Early-stage companies saw 71 percent of the deals made in the first half of the year, followed by mid-stage companies that received 13 percent of this pot, while late-stage companies secured 7 percent.

The number of agreements also decreased by 36 per cent quarter on quarter. A total of 28 deals were completed in the second quarter of 2022, down from the 44 deals made in Q1 and a decrease of five percent from Q2 2021.

Calgary-based Neo Financial’s $185 million CAD Series C round in May was named the top equity deal of the quarter. That funding round also made Neo one of Canada’s newest and youngest unicorns, giving the two-year-old FinTech startup a valuation of more than $1 billion.

Following Neo is Toronto startup Delphia, which closed a $75.2 million CAD Series A round in April. Delphia is followed by Vancouver company MeetAmi Innovations’ $29 million in seed funding, as well as Toronto-based Pine’s $27 million CAD investment round.

Other Canadian FinTech firms that have also raised a significant amount of capital in the second quarter include VirgoCX, Altrio, Mash, Moves, Emma and Uplinq.

The amount of M&A exits fell to 7 in Q2 2022, a slight decrease from 10 M&A exits in the previous quarter. Canada saw just one SPAC and one IPO each this quarter, which is in line with the same period last year.

The country’s top FinTech investors for the second quarter of 2022 were Ontario Teachers’ Pension Plan and Portage Ventures, which produced 4 deals. Intact Ventures and N49P followed, along with Georgian Partners, Loyal VC, Luge Capital, Whitecap Venture Partners and Xpand Capital.

On a global scale, CB Insights also ranked the Ontario Teachers’ Pension Plan as the eighth top investor YTD.

Among the other regions mentioned in the report – the US, Asia, Europe, Africa, as well as Latin America and the Caribbean – Canada had the second lowest number of FinTech deals in the quarter, beating out only Australia.

RELATED: As Canadian venture capital loses momentum in Q2 2022, Alberta tech continues to shine

Canada also accounts for only a small fraction of the total number of agreements made between all regions and across all agreement stages, after Latin America and the Caribbean.

As with the number of deals, FinTech funding has essentially declined for all regions, including Canada. However, Canada was only one of the two regions where the median deal size did not decrease, with a current average of $4 million. The second region was Europe with an average funding of $5 million.

Although Canada is one of the smaller players in deal stocks, CB Insights’ report found that Canada had one of the largest seed/angel deals of the quarter, MeetAmi Innovation’s $29 million round. In addition, the country saw one of the largest Series A and Series C rounds – which were Delphia and Neo Financial’s funding rounds respectively.

Unicorn births across the globe have slowed, as Q2 2022 had the lowest number of new unicorns since the same period in 2020. Most of the other regions gave birth to more new unicorns this quarter, unlike Canada’s only Q2 unicorn, Neo Financial.
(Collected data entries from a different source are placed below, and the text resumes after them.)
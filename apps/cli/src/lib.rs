//! # RewardCart CLI Library
//!
//! Argument parsing, logging setup and command dispatch for the `rewardcart`
//! binary.
//!
//! ## Module Organization
//! ```text
//! rewardcart_cli/
//! ├── lib.rs          ◄─── You are here (clap definitions & dispatch)
//! ├── error.rs        ◄─── CliError { code, message }
//! ├── state/
//! │   ├── mod.rs      ◄─── AppState: config, db, session, api, controller
//! │   └── emitter.rs  ◄─── Sync events as JSON lines
//! └── commands/       ◄─── One module per top-level command
//! ```
//!
//! ## Output Contract
//! ```text
//! stdout ── command result as pretty JSON (watch: one JSON event per line)
//! stderr ── tracing logs, and the CliError JSON on failure
//! exit   ── 0 ok, 1 internal/db, 2 validation, 3 config, 4 network/server
//! ```

pub mod commands;
pub mod error;
pub mod state;

use chrono::Local;
use clap::{Args, Parser, Subcommand};
use serde::Serialize;
use std::path::PathBuf;
use std::process::ExitCode;
use std::sync::Arc;
use tracing::info;
use tracing_subscriber::EnvFilter;

use rewardcart_core::BillFormData;

use commands::cart::CartCommand;
use commands::queue::QueueCommand;
use error::{CliError, CliResult};
use state::{AppState, JsonLinesEmitter};

// =============================================================================
// Arguments
// =============================================================================

#[derive(Parser, Debug)]
#[command(name = "rewardcart", version, about = "RewardCart client core")]
pub struct Cli {
    #[command(flatten)]
    pub global: GlobalArgs,

    #[command(subcommand)]
    pub command: Command,
}

#[derive(Args, Debug, Clone, Default)]
pub struct GlobalArgs {
    /// Config file (defaults to the platform config dir)
    #[arg(long, global = true)]
    pub config: Option<PathBuf>,

    /// Bearer token for API calls
    #[arg(long, global = true, env = "REWARDCART_TOKEN", hide_env_values = true)]
    pub token: Option<String>,
}

#[derive(Subcommand, Debug)]
pub enum Command {
    /// Bill upload form checks
    Bill {
        #[command(subcommand)]
        command: BillCommand,
    },

    /// Queue cart changes (offline-first)
    Cart {
        /// Push the queue to the server right away
        #[arg(long, global = true)]
        sync: bool,

        #[command(subcommand)]
        command: CartCommand,
    },

    /// Inspect and drain the offline queue
    Queue {
        #[command(subcommand)]
        command: QueueCommand,
    },

    /// Search products
    Search { query: String },

    /// Print the current session
    Session,

    /// Probe connectivity and auto-sync until Ctrl-C
    Watch,
}

#[derive(Subcommand, Debug)]
pub enum BillCommand {
    /// Validate a bill before upload
    Validate {
        /// Bill total, e.g. 1499.50
        #[arg(long)]
        amount: String,

        /// Bill date, YYYY-MM-DD
        #[arg(long)]
        date: String,

        #[arg(long)]
        merchant: String,

        #[arg(long, default_value = "")]
        bill_number: String,

        #[arg(long, default_value = "")]
        notes: String,

        /// Cashback rate in basis points (500 = 5%) for an estimate
        #[arg(long)]
        cashback_bps: Option<u32>,
    },
}

// =============================================================================
// Entry Point
// =============================================================================

/// Parses arguments, runs the command and maps the outcome to an exit code.
pub async fn run() -> ExitCode {
    let cli = Cli::parse();
    init_tracing();

    match execute(cli).await {
        Ok(()) => ExitCode::SUCCESS,
        Err(err) => {
            match serde_json::to_string_pretty(&err) {
                Ok(json) => eprintln!("{json}"),
                Err(_) => eprintln!("{err}"),
            }
            ExitCode::from(err.code.exit_code())
        }
    }
}

async fn execute(cli: Cli) -> CliResult<()> {
    match cli.command {
        Command::Bill {
            command:
                BillCommand::Validate {
                    amount,
                    date,
                    merchant,
                    bill_number,
                    notes,
                    cashback_bps,
                },
        } => {
            let form = BillFormData {
                amount,
                date,
                merchant,
                bill_number,
                notes,
            };
            let today = Local::now().date_naive();
            print_json(&commands::bill::validate(form, cashback_bps, today)?)
        }

        Command::Cart { sync, command } => {
            let state = AppState::init(&cli.global).await?;
            let result = commands::cart::run(&state, command, sync).await;
            state.db.close().await;
            print_json(&result?)
        }

        Command::Queue { command } => {
            let state = AppState::init(&cli.global).await?;
            let result = commands::queue::run(&state, command).await;
            state.db.close().await;
            print_json(&result?)
        }

        Command::Search { query } => {
            let state = AppState::init(&cli.global).await?;
            let result = commands::search::run(&state, &query).await;
            state.db.close().await;
            print_json(&result?)
        }

        Command::Session => {
            let state = AppState::init(&cli.global).await?;
            let result = commands::session::run(&state);
            state.db.close().await;
            print_json(&result?)
        }

        Command::Watch => {
            let state = AppState::with_emitter(&cli.global, Arc::new(JsonLinesEmitter)).await?;
            commands::watch::run(state).await
        }
    }
}

fn print_json<T: Serialize>(value: &T) -> CliResult<()> {
    let json = serde_json::to_string_pretty(value).map_err(CliError::from)?;
    println!("{json}");
    Ok(())
}

/// Initializes the tracing subscriber for structured logging.
///
/// ## Log Levels
/// - `RUST_LOG=debug` - Show debug messages
/// - `RUST_LOG=rewardcart_sync=trace` - Trace the sync crate only
/// - Default: `info,rewardcart=debug,sqlx=warn`
///
/// Logs go to stderr so stdout stays machine-readable.
fn init_tracing() {
    let filter = EnvFilter::try_from_default_env()
        .unwrap_or_else(|_| EnvFilter::new("info,rewardcart=debug,sqlx=warn"));

    tracing_subscriber::fmt()
        .with_env_filter(filter)
        .with_writer(std::io::stderr)
        .init();

    info!(version = env!("CARGO_PKG_VERSION"), "rewardcart starting");
}

#[cfg(test)]
mod tests {
    use super::*;
    use clap::CommandFactory;

    #[test]
    fn test_cli_definition_is_consistent() {
        Cli::command().debug_assert();
    }

    #[test]
    fn test_parse_bill_validate() {
        let cli = Cli::try_parse_from([
            "rewardcart",
            "bill",
            "validate",
            "--amount",
            "1000",
            "--date",
            "2024-06-15",
            "--merchant",
            "Big Bazaar",
            "--cashback-bps",
            "500",
        ])
        .unwrap();

        match cli.command {
            Command::Bill {
                command:
                    BillCommand::Validate {
                        amount,
                        bill_number,
                        cashback_bps,
                        ..
                    },
            } => {
                assert_eq!(amount, "1000");
                assert_eq!(bill_number, "");
                assert_eq!(cashback_bps, Some(500));
            }
            other => panic!("unexpected command: {other:?}"),
        }
    }

    #[test]
    fn test_parse_cart_with_sync_and_globals() {
        let cli = Cli::try_parse_from([
            "rewardcart",
            "cart",
            "add",
            "p-101",
            "--quantity",
            "2",
            "--sync",
            "--config",
            "/tmp/rc.toml",
        ])
        .unwrap();

        assert_eq!(cli.global.config, Some(PathBuf::from("/tmp/rc.toml")));
        match cli.command {
            Command::Cart { sync, command } => {
                assert!(sync);
                assert_eq!(
                    command,
                    CartCommand::Add {
                        product_id: "p-101".into(),
                        quantity: 2,
                        variant: None,
                    }
                );
            }
            other => panic!("unexpected command: {other:?}"),
        }
    }

    #[test]
    fn test_parse_queue_remove() {
        let cli = Cli::try_parse_from(["rewardcart", "queue", "remove", "op-1"]).unwrap();
        assert!(matches!(
            cli.command,
            Command::Queue {
                command: QueueCommand::Remove { ref id }
            } if id == "op-1"
        ));
    }

    #[test]
    fn test_parse_queue_clear() {
        let cli =
            Cli::try_parse_from(["rewardcart", "queue", "clear", "--synced-older-than", "7"])
                .unwrap();
        assert!(matches!(
            cli.command,
            Command::Queue {
                command: QueueCommand::Clear {
                    synced_older_than: Some(7)
                }
            }
        ));
    }
}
Canada’s FinTech sector has entered a cooling period, relative to the amount of funding activity in the country last year. However, even on the international stage, Canada continues to see much lower deals by number and amount invested compared to other regions.

What this means for the country amid the downturn in venture capital deals is uncertain, but it is clear that Canadian FinTech funding is lagging behind its foreign counterparts.